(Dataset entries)
···

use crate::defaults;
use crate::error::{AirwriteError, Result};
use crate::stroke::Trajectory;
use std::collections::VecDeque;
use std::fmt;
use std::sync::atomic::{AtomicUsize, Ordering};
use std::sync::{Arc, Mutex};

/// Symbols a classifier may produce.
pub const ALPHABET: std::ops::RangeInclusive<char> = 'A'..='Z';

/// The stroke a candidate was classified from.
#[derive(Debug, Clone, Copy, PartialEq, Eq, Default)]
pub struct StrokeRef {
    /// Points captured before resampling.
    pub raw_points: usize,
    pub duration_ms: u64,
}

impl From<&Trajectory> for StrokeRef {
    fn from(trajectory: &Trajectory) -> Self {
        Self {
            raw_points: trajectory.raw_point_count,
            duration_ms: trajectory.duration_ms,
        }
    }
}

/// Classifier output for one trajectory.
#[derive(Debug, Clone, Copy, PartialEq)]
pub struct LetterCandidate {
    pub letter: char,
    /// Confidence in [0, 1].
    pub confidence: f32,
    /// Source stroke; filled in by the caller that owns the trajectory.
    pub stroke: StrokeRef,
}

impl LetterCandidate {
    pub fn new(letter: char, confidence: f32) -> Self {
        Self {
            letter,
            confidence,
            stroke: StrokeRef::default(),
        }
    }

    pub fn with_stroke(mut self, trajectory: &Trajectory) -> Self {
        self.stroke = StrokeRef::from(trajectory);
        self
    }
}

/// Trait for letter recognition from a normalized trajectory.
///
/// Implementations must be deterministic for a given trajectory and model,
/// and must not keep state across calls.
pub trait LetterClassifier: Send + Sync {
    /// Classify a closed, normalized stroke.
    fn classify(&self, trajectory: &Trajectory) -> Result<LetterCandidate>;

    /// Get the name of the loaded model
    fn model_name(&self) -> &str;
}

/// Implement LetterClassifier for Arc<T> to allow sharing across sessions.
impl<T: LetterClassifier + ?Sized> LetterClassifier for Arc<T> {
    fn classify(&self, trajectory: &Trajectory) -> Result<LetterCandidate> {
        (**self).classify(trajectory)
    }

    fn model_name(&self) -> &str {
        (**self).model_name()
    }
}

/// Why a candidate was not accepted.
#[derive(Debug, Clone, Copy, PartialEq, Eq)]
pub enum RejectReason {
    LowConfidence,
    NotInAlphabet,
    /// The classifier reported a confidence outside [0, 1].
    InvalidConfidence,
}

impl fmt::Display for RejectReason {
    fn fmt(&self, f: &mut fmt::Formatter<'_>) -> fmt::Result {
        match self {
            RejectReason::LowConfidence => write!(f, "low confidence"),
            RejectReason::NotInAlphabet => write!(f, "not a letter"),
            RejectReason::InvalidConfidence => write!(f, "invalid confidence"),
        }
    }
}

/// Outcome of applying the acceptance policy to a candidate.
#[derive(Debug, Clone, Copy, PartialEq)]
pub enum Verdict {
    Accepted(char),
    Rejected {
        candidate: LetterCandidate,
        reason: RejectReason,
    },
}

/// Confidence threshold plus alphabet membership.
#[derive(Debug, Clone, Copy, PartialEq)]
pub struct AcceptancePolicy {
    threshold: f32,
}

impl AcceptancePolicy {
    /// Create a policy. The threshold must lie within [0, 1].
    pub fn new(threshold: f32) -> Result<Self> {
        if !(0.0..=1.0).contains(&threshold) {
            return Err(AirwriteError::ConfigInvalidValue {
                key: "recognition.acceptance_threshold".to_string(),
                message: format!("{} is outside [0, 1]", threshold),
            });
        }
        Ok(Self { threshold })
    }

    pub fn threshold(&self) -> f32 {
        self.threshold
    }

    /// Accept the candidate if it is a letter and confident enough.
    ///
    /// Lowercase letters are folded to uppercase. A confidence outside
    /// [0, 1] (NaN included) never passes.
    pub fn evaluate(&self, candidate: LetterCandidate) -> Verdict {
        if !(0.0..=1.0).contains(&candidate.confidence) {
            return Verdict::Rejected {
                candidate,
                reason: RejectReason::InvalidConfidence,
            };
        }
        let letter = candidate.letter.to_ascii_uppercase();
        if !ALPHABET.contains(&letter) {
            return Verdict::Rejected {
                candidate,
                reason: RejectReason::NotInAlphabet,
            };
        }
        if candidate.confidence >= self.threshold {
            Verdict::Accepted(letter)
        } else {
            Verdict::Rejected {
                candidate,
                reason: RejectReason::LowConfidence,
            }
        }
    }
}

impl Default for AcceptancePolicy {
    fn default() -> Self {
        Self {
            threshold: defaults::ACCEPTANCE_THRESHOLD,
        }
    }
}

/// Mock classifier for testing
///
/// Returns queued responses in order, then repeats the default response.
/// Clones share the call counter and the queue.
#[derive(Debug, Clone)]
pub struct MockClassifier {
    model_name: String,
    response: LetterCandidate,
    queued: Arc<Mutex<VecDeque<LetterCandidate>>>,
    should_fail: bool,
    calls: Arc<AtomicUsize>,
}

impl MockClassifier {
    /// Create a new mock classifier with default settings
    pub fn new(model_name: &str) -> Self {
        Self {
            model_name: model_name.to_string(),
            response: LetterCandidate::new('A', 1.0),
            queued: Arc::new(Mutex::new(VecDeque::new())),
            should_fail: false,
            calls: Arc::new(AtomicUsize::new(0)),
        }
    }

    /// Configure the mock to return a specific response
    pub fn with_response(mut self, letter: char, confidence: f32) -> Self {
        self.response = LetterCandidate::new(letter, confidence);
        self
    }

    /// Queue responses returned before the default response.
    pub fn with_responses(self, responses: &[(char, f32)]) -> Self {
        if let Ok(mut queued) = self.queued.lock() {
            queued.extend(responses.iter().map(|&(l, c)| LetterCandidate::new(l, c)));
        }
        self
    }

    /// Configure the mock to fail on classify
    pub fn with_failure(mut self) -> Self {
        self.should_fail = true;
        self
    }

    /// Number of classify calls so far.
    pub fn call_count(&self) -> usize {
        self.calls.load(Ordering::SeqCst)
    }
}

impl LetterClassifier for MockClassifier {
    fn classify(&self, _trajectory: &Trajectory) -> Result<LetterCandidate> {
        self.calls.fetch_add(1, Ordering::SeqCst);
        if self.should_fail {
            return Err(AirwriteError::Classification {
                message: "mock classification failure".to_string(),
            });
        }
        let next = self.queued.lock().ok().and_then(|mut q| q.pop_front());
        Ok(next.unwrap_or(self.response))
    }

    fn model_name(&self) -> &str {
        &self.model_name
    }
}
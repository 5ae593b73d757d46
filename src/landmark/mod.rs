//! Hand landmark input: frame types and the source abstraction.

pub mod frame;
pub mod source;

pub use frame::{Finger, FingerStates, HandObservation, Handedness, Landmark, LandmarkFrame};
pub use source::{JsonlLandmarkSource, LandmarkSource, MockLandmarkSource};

···

__ASSIGNMENT__:
Give back the records word for word. Start at the first line, end at the line containing "#[derive(Debug, Clone, Copy, PartialEq, Eq, Default)]", and include both.

__FINAL ANSWER__:
use crate::defaults;
use crate::error::{AirwriteError, Result};
use crate::stroke::Trajectory;
use std::collections::VecDeque;
use std::fmt;
use std::sync::atomic::{AtomicUsize, Ordering};
use std::sync::{Arc, Mutex};

/// Symbols a classifier may produce.
pub const ALPHABET: std::ops::RangeInclusive<char> = 'A'..='Z';

/// The stroke a candidate was classified from.
#[derive(Debug, Clone, Copy, PartialEq, Eq, Default)]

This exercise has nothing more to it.